Podemos acrescentar que uma cena idêntica, com iluminuras, figura no folio 40
do manuscrito n.º 5055 da Biblioteca Nacional. Foram enfim estes costumes
bizarros, em que transparecia um sentido hermético por vezes muito puro, que se
renovavam em cada ano e tinham por teatro a igreja gótica, como a Flagelação da Aleluia, na qual os meninos
de coro expulsavam a grandes golpes de chicote os seus ruidosos sabots (pião com perfil de cruz)

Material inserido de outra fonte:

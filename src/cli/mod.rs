mod commands;

pub use commands::{Cli, Commands, GrantArgs};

para fora das naves da catedral de Langres; o Cortejo de Carnaval, a Diabrura
de Chaumont; as procissões e banquetes da Infantaria de Dijon, último eco da Festa dos Loucos, com a sua Mãe
Louca, os seus diplomas rabelaisianos, o seu estandarte em que dois irmãos,
pés com cabeça e cabeça com pés, se divertiam a descobrir as nádegas; o curioso Jogo da Pelota,
que se disputava na nave de Saint-Etienne, catedral de Auxerre que desapareceu
cerca de 1538; etc.
A
catedral é o refúgio hospitaleiro de todos os infortúnios. Os doentes que
vinham implorar a Deus o alívio dos seus sofrimentos em Notre-Dame de Paris
permaneciam nela até à sua cura completa. Destinavam-lhes uma capela situada
perto da segunda porta e iluminada por seis lamparinas. Aí passavam as noites.

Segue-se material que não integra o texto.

//! HTTP and WebSocket surface
//!
//! Routes:
//! - `GET /healthz`
//! - `GET /apis/projects` list, `POST /apis/projects` create
//! - `GET /apis/projects/watch` WebSocket watch stream
//! - `GET|PUT|DELETE /apis/projects/{name}`
//!
//! Callers authenticate with `Authorization: Bearer sess-...`. A missing or
//! invalid token leaves the request without a user.

use crate::auth::SessionToken;
use crate::cache::{CacheHealth, CloseReason, EventKind, WatchEvent};
use crate::projects::Project;
use crate::server::registry::{ApiError, ListOptions, ProjectRegistry, RegistryWatch, RequestContext};

use axum::{
    extract::{
        ws::{Message, WebSocket},
        Path, Query, State, WebSocketUpgrade,
    },
    http::{header, HeaderMap, StatusCode},
    response::{IntoResponse, Response},
    routing::get,
    Json, Router,
};
use futures::{SinkExt, StreamExt};
use serde::{Deserialize, Serialize};
use std::sync::Arc;
use tracing::{debug, info, warn};

const BEARER_PREFIX: &str = "Bearer ";

/// Shared state for HTTP handlers
#[derive(Clone)]
pub struct HttpState {
    pub registry: Arc<ProjectRegistry>,
    pub token_secret: Arc<Vec<u8>>,
}

impl HttpState {
    pub fn new(registry: Arc<ProjectRegistry>, token_secret: Vec<u8>) -> Self {
        Self {
            registry,
            token_secret: Arc::new(token_secret),
        }
    }

    /// Resolve the caller from the `Authorization` header
    fn context(&self, headers: &HeaderMap) -> RequestContext {
        let Some(value) = headers.get(header::AUTHORIZATION).and_then(|v| v.to_str().ok()) else {
            return RequestContext::anonymous();
        };
        let Some(token) = value.strip_prefix(BEARER_PREFIX) else {
            return RequestContext::anonymous();
        };

        match SessionToken::parse(token.trim(), &self.token_secret) {
            Ok(token) => RequestContext::from_token(&token),
            Err(e) => {
                debug!(error = %e, "Rejected session token");
                RequestContext::anonymous()
            }
        }
    }
}

/// Create the HTTP router
pub fn create_router(state: HttpState) -> Router {
    Router::new()
        .route("/healthz", get(health_handler))
        .route("/apis/projects", get(list_handler).post(create_handler))
        .route("/apis/projects/watch", get(watch_handler))
        .route(
            "/apis/projects/{name}",
            get(get_handler).put(update_handler).delete(delete_handler),
        )
        .with_state(state)
}

impl ApiError {
    fn status_code(&self) -> StatusCode {
        match self {
            ApiError::Forbidden(_) => StatusCode::FORBIDDEN,
            ApiError::NotFound(_) => StatusCode::NOT_FOUND,
            ApiError::AlreadyExists(_) | ApiError::Conflict(_) => StatusCode::CONFLICT,
            ApiError::BadRequest(_) => StatusCode::BAD_REQUEST,
            ApiError::Unavailable(_) => StatusCode::SERVICE_UNAVAILABLE,
            ApiError::Internal(_) => StatusCode::INTERNAL_SERVER_ERROR,
        }
    }

    fn reason(&self) -> &'static str {
        match self {
            ApiError::Forbidden(_) => "Forbidden",
            ApiError::NotFound(_) => "NotFound",
            ApiError::AlreadyExists(_) => "AlreadyExists",
            ApiError::Conflict(_) => "Conflict",
            ApiError::BadRequest(_) => "BadRequest",
            ApiError::Unavailable(_) => "ServiceUnavailable",
            ApiError::Internal(_) => "InternalError",
        }
    }
}

/// Error body
#[derive(Debug, Serialize)]
struct Status {
    kind: &'static str,
    status: &'static str,
    reason: &'static str,
    message: String,
    code: u16,
}

impl IntoResponse for ApiError {
    fn into_response(self) -> Response {
        let code = self.status_code();
        let body = Status {
            kind: "Status",
            status: "Failure",
            reason: self.reason(),
            message: self.to_string(),
            code: code.as_u16(),
        };
        (code, Json(body)).into_response()
    }
}

#[derive(Debug, Default, Deserialize)]
#[serde(rename_all = "camelCase")]
struct ListQuery {
    label_selector: Option<String>,
    field_selector: Option<String>,
    resource_version: Option<String>,
}

impl ListQuery {
    fn options(&self) -> Result<ListOptions, ApiError> {
        ListOptions::parse(
            self.label_selector.as_deref(),
            self.field_selector.as_deref(),
            self.resource_version.as_deref(),
        )
    }
}

#[derive(Debug, Serialize)]
#[serde(rename_all = "camelCase")]
struct Health {
    status: CacheHealth,
    revision: u64,
    watchers: usize,
}

async fn health_handler(State(state): State<HttpState>) -> impl IntoResponse {
    let cache = state.registry.cache();
    let health = Health {
        status: cache.health(),
        revision: cache.revision(),
        watchers: cache.watcher_count(),
    };
    let code = match health.status {
        CacheHealth::Fresh | CacheHealth::Stale => StatusCode::OK,
        CacheHealth::Degraded | CacheHealth::Stopped => StatusCode::SERVICE_UNAVAILABLE,
    };
    (code, Json(health))
}

async fn list_handler(
    State(state): State<HttpState>,
    headers: HeaderMap,
    Query(query): Query<ListQuery>,
) -> Result<impl IntoResponse, ApiError> {
    let ctx = state.context(&headers);
    let list = state.registry.list(&ctx, &query.options()?)?;
    Ok(Json(list))
}

async fn watch_handler(
    ws: WebSocketUpgrade,
    State(state): State<HttpState>,
    headers: HeaderMap,
    Query(query): Query<ListQuery>,
) -> Result<Response, ApiError> {
    let ctx = state.context(&headers);
    // Register before upgrading so the baseline is fixed at request time
    let watch = state.registry.watch(&ctx, query.options()?).await?;
    Ok(ws.on_upgrade(move |socket| stream_watch(socket, watch)))
}

async fn get_handler(
    State(state): State<HttpState>,
    headers: HeaderMap,
    Path(name): Path<String>,
) -> Result<Json<Project>, ApiError> {
    state.context(&headers).require_user()?;
    Ok(Json(state.registry.get(&name).await?))
}

async fn create_handler(
    State(state): State<HttpState>,
    headers: HeaderMap,
    Json(project): Json<Project>,
) -> Result<impl IntoResponse, ApiError> {
    let ctx = state.context(&headers);
    let principal = ctx.require_user()?;
    let created = state.registry.create(project).await?;
    info!(project = %created.name, revision = created.revision, principal = %principal, "Project created");
    Ok((StatusCode::CREATED, Json(created)))
}

async fn update_handler(
    State(state): State<HttpState>,
    headers: HeaderMap,
    Path(name): Path<String>,
    Json(mut project): Json<Project>,
) -> Result<Json<Project>, ApiError> {
    state.context(&headers).require_user()?;
    if project.name.is_empty() {
        project.name = name.clone();
    }
    if project.name != name {
        return Err(ApiError::BadRequest(format!(
            "project name '{}' does not match path '{}'",
            project.name, name
        )));
    }
    Ok(Json(state.registry.update(project).await?))
}

async fn delete_handler(
    State(state): State<HttpState>,
    headers: HeaderMap,
    Path(name): Path<String>,
) -> Result<Json<Project>, ApiError> {
    let ctx = state.context(&headers);
    let principal = ctx.require_user()?;
    let deleted = state.registry.delete(&name).await?;
    info!(project = %deleted.name, principal = %principal, "Project deleted");
    Ok(Json(deleted))
}

/// One frame of a watch stream
#[derive(Debug, Serialize)]
#[serde(tag = "type", rename_all = "UPPERCASE")]
enum WatchFrame<'a> {
    Added { object: &'a Project },
    Modified { object: &'a Project },
    Deleted { object: &'a Project },
    Error { reason: CloseReason, message: String },
}

impl<'a> WatchFrame<'a> {
    fn event(event: &'a WatchEvent) -> Self {
        let object = event.project.as_ref();
        match event.kind {
            EventKind::Added => WatchFrame::Added { object },
            EventKind::Modified => WatchFrame::Modified { object },
            EventKind::Deleted => WatchFrame::Deleted { object },
        }
    }

    fn closed(reason: CloseReason) -> Self {
        WatchFrame::Error {
            reason,
            message: reason.to_string(),
        }
    }

    fn to_message(&self) -> Option<Message> {
        match serde_json::to_string(self) {
            Ok(text) => Some(Message::Text(text.into())),
            Err(e) => {
                warn!(error = %e, "Failed to encode watch frame");
                None
            }
        }
    }
}

async fn stream_watch(socket: WebSocket, mut watch: RegistryWatch) {
    let (mut sender, mut receiver) = socket.split();
    let watcher_id = watch.id();
    debug!(watcher_id = %watcher_id, "Watch stream started");

    loop {
        tokio::select! {
            event = watch.next() => {
                let Some(event) = event else {
                    let reason = watch.close_reason().unwrap_or(CloseReason::Cancelled);
                    if let Some(frame) = WatchFrame::closed(reason).to_message() {
                        let _ = sender.send(frame).await;
                    }
                    let _ = sender.send(Message::Close(None)).await;
                    debug!(watcher_id = %watcher_id, reason = %reason, "Watch stream closed by cache");
                    break;
                };
                let Some(frame) = WatchFrame::event(&event).to_message() else {
                    continue;
                };
                if sender.send(frame).await.is_err() {
                    break;
                }
            }
            incoming = receiver.next() => {
                match incoming {
                    Some(Ok(Message::Close(_))) | None => break,
                    Some(Err(e)) => {
                        warn!(watcher_id = %watcher_id, error = %e, "WebSocket error");
                        break;
                    }
                    // Ping/pong handled by axum; clients have nothing else to say
                    Some(Ok(_)) => {}
                }
            }
        }
    }

    watch.stop();
    debug!(watcher_id = %watcher_id, "Watch stream ended");
}

#[cfg(test)]
mod tests {
    use super::*;
    use crate::auth::{Grant, Principal};
    use crate::cache::{AuthorizationCache, CacheConfig};
    use crate::storage::{MemoryGrantStore, MemoryProjectStore, ProjectStore};
    use tokio::io::{AsyncReadExt, AsyncWriteExt};
    use tokio::net::{TcpListener, TcpStream};

    #[test]
    fn test_watch_frame_shape() {
        let event = WatchEvent {
            kind: EventKind::Added,
            project: Arc::new(Project::new("web").with_revision(3)),
            revision: 7,
        };
        let json: serde_json::Value = serde_json::to_value(WatchFrame::event(&event)).unwrap();
        assert_eq!(json["type"], "ADDED");
        assert_eq!(json["object"]["name"], "web");
        assert_eq!(json["object"]["revision"], 3);

        let json = serde_json::to_value(WatchFrame::closed(CloseReason::ResyncRequired)).unwrap();
        assert_eq!(json["type"], "ERROR");
        assert_eq!(json["reason"], "resync_required");
    }

    async fn serve_router(token_secret: &[u8]) -> (std::net::SocketAddr, Arc<MemoryProjectStore>) {
        let grants = Arc::new(MemoryGrantStore::new().with_grants([Grant::user_cluster("alice", "admin")]));
        let projects = Arc::new(MemoryProjectStore::new().with_projects([Project::new("old")]));
        let cache = AuthorizationCache::start(CacheConfig::new(), grants, projects.clone())
            .await
            .unwrap();
        let registry = Arc::new(ProjectRegistry::new(cache, projects.clone()));
        let app = create_router(HttpState::new(registry, token_secret.to_vec()));

        let listener = TcpListener::bind("127.0.0.1:0").await.unwrap();
        let addr = listener.local_addr().unwrap();
        tokio::spawn(async move {
            let _ = axum::serve(listener, app).await;
        });
        (addr, projects)
    }

    async fn send(addr: std::net::SocketAddr, request: &str) -> String {
        let mut stream = TcpStream::connect(addr).await.unwrap();
        stream.write_all(request.as_bytes()).await.unwrap();
        let mut response = String::new();
        stream.read_to_string(&mut response).await.unwrap();
        response
    }

    #[tokio::test]
    async fn test_crud_routes_require_user() {
        let secret = b"test-secret";
        let (addr, projects) = serve_router(secret).await;

        for method in ["GET", "DELETE"] {
            let response = send(
                addr,
                &format!("{} /apis/projects/old HTTP/1.1\r\nHost: test\r\nConnection: close\r\n\r\n", method),
            )
            .await;
            assert!(response.starts_with("HTTP/1.1 403"), "{}: {}", method, response);
        }
        assert!(projects.get("old").await.is_ok());

        let token = SessionToken::create(Principal::user("alice"), vec![], secret).unwrap();
        let response = send(
            addr,
            &format!(
                "DELETE /apis/projects/old HTTP/1.1\r\nHost: test\r\nAuthorization: Bearer {}\r\nConnection: close\r\n\r\n",
                token
            ),
        )
        .await;
        assert!(response.starts_with("HTTP/1.1 200"), "{}", response);
        assert!(projects.get("old").await.is_err());
    }

    #[test]
    fn test_api_error_status_codes() {
        assert_eq!(ApiError::Forbidden("x".into()).status_code(), StatusCode::FORBIDDEN);
        assert_eq!(ApiError::Conflict("x".into()).status_code(), StatusCode::CONFLICT);
        assert_eq!(ApiError::AlreadyExists("x".into()).status_code(), StatusCode::CONFLICT);
        assert_eq!(ApiError::Unavailable("x".into()).reason(), "ServiceUnavailable");
    }
}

Os médicos davam as suas consultas na própria entrada da basílica, à volta da
pia da água benta. Foi aí que a Faculdade de Medicina, abandonando no
século XIII a Universidade para viver independente, veio dar as suas sessões e
se fixou até 1454, época da sua
última reunião, convocada por Jacques Desparts». In Fulcanelli, 1926, Le Mystère
des Cathédrales, 1964, O Mistério das Catedrais, Interpretação Esotérica dos
símbolos herméticos, Edições 70, colecção Esfinge, 1975.